* _Problem to solve_: Transcribe the listing below only from the line with "pub mod request_log;" up to and including the line with "pub enum StorageError".

* _Data to use_:
--- START ---

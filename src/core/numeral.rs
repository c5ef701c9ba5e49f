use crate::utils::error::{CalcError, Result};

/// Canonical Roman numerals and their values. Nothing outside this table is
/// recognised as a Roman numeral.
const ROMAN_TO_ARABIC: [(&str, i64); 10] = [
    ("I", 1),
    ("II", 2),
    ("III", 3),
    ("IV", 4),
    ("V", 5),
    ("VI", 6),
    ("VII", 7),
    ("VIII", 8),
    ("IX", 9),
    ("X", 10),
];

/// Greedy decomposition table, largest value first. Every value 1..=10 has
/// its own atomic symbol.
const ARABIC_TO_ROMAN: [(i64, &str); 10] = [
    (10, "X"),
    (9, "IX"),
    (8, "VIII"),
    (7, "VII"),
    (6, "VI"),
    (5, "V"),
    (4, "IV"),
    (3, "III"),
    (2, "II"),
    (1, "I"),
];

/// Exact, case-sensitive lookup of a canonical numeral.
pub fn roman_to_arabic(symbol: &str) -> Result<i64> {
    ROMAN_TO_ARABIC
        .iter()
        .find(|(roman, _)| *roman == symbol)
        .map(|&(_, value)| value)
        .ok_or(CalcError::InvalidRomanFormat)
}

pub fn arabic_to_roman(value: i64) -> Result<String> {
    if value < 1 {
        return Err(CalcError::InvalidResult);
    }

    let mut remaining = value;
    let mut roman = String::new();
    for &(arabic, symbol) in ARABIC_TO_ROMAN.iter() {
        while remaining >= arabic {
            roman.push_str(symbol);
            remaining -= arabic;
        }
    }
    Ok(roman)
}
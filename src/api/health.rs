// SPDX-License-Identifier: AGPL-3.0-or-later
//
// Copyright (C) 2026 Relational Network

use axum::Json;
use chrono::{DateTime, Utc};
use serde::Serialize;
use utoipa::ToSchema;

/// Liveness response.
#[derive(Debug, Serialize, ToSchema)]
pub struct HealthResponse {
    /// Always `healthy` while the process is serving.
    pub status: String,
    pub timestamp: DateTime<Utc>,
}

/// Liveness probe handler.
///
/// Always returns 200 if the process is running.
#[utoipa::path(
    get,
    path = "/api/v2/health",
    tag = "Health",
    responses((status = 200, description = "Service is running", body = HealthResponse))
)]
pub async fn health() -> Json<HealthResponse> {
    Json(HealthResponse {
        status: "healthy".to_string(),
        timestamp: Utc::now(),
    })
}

--- END ---
--- START ---

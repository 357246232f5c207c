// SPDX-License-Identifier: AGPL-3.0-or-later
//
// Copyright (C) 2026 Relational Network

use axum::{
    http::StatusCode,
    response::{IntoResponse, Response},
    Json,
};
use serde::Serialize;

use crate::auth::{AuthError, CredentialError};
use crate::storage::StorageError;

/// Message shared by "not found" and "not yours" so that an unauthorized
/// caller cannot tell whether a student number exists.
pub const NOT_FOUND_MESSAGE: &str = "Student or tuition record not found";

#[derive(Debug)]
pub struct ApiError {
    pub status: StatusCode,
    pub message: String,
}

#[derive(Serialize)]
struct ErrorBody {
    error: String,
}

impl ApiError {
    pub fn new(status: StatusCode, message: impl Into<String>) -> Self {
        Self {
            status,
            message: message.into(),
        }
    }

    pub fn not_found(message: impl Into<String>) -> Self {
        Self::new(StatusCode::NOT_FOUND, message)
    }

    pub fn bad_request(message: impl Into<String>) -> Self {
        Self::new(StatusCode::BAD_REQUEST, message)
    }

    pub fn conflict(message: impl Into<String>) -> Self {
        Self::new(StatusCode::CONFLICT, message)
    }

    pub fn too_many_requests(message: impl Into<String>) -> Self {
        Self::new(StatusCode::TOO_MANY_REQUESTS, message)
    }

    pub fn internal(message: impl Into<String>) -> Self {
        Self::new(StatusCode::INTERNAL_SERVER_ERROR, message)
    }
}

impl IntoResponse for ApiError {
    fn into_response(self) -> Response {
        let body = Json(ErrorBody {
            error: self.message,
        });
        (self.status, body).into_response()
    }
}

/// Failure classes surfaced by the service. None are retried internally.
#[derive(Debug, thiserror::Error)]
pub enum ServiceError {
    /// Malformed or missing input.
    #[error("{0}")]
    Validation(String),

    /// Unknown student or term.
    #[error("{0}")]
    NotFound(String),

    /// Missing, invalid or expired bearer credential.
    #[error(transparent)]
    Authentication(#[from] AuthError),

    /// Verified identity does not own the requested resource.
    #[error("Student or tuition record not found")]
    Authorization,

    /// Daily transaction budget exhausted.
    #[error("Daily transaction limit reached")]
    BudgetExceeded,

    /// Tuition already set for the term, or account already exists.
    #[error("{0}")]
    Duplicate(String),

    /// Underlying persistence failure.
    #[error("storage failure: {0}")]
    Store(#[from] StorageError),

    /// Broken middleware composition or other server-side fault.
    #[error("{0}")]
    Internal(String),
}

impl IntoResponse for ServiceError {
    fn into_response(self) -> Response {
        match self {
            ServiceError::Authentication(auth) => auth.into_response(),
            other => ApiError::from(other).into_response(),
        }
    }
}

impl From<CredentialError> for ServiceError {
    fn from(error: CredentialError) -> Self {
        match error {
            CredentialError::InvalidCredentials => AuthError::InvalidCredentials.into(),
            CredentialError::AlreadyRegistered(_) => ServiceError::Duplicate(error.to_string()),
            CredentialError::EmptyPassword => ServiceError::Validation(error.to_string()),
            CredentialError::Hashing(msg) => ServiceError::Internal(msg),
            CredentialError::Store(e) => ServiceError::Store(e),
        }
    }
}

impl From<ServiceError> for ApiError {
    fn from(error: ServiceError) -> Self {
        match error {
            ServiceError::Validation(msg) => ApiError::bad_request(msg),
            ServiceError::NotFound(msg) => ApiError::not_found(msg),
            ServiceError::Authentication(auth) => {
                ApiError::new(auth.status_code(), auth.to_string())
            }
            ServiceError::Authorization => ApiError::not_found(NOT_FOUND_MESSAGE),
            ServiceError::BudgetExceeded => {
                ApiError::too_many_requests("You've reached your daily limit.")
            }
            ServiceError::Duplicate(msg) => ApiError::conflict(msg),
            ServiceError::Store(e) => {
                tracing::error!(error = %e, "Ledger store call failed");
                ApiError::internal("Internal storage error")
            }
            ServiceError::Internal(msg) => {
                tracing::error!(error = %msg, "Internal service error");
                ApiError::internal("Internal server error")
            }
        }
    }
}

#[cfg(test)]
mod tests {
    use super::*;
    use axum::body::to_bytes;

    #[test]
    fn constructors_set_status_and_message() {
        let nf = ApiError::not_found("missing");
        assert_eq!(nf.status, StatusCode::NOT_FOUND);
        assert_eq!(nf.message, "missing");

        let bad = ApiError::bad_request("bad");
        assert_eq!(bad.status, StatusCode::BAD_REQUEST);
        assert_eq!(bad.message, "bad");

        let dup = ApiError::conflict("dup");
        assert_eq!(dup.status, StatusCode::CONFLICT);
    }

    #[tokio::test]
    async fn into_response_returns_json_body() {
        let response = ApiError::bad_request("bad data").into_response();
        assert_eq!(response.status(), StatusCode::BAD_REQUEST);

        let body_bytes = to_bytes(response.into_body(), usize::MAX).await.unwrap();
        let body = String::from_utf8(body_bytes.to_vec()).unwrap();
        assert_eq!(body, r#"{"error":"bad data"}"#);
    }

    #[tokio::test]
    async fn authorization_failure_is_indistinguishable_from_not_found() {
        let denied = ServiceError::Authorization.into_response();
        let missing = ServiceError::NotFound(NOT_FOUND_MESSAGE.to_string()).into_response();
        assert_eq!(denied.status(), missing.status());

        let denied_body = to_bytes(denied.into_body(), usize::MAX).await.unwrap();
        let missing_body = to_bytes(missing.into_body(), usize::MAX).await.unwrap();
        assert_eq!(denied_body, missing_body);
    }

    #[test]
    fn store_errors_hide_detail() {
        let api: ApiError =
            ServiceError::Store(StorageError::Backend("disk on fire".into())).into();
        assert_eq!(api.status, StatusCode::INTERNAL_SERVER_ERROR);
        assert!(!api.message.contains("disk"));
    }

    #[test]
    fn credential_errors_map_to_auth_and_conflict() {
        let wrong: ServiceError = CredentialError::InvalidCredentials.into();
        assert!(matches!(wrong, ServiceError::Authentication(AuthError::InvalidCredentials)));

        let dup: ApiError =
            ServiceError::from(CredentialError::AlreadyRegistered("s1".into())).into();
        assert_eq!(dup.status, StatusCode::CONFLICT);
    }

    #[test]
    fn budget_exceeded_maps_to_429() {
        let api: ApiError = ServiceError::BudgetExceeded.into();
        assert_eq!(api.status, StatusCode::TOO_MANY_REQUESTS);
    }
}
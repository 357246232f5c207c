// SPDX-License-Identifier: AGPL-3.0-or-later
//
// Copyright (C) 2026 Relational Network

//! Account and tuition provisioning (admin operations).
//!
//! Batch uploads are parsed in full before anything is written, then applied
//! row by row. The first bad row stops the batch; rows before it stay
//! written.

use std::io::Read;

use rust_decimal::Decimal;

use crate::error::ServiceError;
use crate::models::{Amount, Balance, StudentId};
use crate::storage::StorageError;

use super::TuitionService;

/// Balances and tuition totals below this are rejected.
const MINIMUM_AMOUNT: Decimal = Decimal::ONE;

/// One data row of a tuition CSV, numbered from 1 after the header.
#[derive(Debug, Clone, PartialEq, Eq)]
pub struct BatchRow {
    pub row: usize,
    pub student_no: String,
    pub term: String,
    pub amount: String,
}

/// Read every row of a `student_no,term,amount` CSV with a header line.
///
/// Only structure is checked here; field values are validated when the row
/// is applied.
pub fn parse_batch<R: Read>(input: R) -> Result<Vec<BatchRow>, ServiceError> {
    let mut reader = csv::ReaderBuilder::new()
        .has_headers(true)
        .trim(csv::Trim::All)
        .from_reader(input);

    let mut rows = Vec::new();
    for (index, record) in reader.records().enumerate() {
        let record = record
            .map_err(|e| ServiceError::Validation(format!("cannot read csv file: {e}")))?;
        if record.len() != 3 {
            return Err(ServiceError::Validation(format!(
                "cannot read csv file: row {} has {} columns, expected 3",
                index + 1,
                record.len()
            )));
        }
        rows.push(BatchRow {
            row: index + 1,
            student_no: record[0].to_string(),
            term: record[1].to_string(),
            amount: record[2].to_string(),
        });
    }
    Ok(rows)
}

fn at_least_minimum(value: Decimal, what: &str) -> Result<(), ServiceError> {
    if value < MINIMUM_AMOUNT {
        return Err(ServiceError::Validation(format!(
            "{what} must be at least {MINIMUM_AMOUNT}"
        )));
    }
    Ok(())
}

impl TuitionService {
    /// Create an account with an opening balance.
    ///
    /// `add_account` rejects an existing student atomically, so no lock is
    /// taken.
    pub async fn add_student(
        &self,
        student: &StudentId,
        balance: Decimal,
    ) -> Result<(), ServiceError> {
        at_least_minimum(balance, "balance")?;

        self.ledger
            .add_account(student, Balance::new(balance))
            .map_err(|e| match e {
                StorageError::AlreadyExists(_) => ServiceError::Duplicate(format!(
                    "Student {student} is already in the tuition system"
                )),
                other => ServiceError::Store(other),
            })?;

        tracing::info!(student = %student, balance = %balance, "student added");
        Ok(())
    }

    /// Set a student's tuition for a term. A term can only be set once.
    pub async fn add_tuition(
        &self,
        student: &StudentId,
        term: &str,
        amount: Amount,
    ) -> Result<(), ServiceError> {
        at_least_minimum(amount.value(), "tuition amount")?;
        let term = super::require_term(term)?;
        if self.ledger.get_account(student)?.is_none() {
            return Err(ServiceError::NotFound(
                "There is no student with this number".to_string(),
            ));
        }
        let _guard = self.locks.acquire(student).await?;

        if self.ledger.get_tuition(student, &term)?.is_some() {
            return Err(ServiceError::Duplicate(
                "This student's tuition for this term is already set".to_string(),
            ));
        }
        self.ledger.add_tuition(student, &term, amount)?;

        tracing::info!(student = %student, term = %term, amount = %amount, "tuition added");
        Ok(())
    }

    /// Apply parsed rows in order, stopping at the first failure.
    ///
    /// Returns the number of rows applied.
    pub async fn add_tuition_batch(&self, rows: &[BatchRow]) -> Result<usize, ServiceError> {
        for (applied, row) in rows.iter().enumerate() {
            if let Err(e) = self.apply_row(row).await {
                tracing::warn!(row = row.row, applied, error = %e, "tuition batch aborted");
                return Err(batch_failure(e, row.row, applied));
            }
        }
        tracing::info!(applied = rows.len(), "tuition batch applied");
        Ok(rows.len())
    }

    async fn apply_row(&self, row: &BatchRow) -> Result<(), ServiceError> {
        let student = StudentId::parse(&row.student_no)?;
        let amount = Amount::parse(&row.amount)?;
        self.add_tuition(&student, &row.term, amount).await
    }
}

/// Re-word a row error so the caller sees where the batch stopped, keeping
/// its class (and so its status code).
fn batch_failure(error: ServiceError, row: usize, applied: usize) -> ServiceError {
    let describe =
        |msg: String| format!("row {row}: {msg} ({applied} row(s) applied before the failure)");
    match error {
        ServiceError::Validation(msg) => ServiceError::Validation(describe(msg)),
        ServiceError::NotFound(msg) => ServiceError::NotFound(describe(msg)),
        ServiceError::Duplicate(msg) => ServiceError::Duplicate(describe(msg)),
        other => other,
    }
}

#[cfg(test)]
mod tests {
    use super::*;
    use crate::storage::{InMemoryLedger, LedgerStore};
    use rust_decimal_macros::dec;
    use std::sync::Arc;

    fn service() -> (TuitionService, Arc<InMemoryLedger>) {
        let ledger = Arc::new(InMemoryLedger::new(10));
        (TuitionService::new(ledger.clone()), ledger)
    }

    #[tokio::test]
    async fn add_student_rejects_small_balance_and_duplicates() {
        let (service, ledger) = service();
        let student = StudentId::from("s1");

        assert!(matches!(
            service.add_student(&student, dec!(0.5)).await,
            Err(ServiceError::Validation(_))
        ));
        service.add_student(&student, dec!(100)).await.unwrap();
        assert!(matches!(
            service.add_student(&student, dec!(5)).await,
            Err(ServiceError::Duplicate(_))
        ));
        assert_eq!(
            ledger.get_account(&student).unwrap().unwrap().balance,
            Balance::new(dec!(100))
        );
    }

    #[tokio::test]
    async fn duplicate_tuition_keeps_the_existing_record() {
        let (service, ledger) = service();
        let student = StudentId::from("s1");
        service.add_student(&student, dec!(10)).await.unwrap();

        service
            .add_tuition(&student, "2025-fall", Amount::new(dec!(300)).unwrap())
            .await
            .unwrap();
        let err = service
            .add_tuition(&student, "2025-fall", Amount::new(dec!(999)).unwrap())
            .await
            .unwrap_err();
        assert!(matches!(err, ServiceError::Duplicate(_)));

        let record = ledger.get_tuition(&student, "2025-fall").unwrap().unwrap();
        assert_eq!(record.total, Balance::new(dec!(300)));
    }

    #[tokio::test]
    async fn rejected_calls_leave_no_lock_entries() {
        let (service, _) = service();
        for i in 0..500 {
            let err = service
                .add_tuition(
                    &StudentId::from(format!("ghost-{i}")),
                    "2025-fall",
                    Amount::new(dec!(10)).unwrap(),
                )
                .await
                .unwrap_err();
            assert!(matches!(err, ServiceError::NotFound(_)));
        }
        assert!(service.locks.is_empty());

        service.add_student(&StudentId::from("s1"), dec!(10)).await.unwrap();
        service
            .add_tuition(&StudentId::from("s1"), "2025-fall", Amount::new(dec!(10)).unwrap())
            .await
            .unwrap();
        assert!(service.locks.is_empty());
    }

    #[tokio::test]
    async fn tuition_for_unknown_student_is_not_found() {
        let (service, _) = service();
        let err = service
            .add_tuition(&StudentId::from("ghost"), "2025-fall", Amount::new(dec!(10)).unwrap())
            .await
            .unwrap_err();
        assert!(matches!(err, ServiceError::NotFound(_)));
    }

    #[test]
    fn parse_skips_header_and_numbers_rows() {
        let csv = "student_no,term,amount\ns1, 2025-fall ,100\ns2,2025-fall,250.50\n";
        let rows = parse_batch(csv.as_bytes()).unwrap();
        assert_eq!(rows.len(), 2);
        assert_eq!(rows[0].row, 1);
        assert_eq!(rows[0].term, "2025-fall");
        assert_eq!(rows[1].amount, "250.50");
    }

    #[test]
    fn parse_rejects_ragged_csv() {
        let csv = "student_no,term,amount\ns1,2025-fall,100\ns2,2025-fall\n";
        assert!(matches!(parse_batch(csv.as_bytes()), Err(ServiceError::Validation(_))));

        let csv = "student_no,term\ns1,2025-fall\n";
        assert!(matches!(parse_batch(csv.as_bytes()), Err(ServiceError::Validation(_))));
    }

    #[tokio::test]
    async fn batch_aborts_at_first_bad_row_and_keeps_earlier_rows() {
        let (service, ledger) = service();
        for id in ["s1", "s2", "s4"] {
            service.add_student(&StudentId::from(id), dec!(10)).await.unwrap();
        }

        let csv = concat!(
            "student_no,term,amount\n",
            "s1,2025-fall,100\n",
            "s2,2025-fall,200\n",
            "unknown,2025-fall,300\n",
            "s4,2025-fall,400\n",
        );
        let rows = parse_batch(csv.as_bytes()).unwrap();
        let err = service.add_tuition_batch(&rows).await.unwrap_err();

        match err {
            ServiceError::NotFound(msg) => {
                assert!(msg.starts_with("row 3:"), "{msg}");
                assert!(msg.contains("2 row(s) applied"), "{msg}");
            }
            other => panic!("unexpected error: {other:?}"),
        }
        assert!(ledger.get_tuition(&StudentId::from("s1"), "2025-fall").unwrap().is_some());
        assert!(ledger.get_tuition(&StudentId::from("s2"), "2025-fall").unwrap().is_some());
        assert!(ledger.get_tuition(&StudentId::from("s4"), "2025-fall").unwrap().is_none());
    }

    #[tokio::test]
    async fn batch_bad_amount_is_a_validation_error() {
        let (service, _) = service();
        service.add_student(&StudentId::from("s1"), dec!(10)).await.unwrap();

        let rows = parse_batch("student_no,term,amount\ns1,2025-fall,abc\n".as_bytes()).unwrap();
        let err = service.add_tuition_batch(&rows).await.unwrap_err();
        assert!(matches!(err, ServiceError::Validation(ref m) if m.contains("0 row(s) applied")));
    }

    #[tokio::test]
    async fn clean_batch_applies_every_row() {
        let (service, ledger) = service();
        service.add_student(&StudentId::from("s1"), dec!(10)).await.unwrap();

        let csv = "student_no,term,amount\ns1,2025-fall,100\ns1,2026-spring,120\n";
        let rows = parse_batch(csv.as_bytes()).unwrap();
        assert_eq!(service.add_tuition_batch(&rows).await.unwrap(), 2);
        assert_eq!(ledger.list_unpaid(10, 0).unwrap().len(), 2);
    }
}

--- END ---
--- START ---

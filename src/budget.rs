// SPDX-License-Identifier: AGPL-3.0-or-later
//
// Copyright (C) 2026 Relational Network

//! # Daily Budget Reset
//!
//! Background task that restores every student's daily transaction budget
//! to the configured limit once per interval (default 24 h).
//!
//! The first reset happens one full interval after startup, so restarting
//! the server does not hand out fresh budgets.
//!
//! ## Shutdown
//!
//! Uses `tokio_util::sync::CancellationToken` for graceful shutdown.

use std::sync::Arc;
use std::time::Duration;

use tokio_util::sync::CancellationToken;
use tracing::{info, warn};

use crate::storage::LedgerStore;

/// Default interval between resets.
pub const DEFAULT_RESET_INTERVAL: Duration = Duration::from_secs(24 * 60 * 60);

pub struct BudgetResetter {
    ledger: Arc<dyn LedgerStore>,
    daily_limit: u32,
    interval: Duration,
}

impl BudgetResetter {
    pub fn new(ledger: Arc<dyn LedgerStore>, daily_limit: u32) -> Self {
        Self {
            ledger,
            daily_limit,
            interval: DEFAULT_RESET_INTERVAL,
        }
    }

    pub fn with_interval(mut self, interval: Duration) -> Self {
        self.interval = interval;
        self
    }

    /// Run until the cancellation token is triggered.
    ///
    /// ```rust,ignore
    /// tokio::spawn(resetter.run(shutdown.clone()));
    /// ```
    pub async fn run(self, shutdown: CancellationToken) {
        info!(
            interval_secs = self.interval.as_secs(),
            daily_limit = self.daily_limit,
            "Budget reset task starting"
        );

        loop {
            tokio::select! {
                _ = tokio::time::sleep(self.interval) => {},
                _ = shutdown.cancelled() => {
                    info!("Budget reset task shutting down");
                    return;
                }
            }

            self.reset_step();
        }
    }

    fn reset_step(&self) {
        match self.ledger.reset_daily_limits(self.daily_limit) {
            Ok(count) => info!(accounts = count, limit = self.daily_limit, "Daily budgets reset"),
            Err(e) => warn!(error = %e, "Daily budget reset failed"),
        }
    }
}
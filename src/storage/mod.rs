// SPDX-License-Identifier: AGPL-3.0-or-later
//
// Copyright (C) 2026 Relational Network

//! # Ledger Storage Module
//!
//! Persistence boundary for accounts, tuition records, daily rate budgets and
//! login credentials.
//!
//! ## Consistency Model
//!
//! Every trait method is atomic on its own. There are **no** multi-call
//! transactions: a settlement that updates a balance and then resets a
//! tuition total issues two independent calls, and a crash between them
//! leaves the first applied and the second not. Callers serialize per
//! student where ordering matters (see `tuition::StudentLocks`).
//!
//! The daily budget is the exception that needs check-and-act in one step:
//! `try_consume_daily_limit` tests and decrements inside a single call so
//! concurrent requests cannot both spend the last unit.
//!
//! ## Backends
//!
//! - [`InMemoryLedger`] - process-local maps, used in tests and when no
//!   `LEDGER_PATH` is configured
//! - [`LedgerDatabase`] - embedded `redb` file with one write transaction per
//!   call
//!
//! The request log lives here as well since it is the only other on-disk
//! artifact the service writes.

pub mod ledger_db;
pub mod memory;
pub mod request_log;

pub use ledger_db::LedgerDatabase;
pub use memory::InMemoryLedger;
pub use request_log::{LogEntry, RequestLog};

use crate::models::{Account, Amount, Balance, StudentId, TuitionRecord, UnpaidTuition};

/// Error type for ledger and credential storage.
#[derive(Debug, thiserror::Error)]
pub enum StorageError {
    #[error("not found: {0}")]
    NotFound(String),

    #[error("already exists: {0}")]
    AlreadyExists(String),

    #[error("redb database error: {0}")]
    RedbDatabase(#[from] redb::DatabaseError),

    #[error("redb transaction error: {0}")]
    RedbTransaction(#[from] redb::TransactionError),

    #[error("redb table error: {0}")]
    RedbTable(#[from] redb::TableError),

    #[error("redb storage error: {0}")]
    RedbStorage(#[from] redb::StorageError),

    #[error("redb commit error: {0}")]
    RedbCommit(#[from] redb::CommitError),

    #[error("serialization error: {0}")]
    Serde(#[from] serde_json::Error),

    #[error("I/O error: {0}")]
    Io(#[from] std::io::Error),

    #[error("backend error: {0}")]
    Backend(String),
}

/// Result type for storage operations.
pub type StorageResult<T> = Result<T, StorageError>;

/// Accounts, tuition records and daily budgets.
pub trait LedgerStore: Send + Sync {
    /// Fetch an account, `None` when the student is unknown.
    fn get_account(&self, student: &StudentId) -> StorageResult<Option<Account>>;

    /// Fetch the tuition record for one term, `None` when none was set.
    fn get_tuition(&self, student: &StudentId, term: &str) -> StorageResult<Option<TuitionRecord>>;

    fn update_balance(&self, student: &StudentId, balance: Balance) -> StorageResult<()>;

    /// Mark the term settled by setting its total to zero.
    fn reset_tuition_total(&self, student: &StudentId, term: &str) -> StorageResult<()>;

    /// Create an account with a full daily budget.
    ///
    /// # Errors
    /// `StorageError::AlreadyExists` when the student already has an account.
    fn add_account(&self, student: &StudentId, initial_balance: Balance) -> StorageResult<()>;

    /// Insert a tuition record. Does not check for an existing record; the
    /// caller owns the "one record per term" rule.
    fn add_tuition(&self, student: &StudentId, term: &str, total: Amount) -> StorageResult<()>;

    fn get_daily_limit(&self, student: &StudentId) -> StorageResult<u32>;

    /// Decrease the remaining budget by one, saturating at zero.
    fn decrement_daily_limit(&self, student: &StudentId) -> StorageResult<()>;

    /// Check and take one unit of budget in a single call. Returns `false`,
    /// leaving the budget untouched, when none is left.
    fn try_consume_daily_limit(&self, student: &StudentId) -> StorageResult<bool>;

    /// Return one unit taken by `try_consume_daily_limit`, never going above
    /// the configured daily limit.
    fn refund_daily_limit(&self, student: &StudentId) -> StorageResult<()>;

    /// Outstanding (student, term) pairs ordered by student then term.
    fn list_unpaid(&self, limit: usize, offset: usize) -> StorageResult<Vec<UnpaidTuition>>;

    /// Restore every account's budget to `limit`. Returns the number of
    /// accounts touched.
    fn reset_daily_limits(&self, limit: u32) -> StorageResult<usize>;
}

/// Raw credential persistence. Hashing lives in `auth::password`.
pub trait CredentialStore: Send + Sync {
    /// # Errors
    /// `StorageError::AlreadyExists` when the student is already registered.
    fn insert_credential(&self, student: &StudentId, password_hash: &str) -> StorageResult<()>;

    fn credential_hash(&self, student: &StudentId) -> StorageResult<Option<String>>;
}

--- END ---

* _Response area_:
pub mod request_log;

pub use ledger_db::LedgerDatabase;
pub use memory::InMemoryLedger;
pub use request_log::{LogEntry, RequestLog};

use crate::models::{Account, Amount, Balance, StudentId, TuitionRecord, UnpaidTuition};

/// Error type for ledger and credential storage.
#[derive(Debug, thiserror::Error)]
pub enum StorageError {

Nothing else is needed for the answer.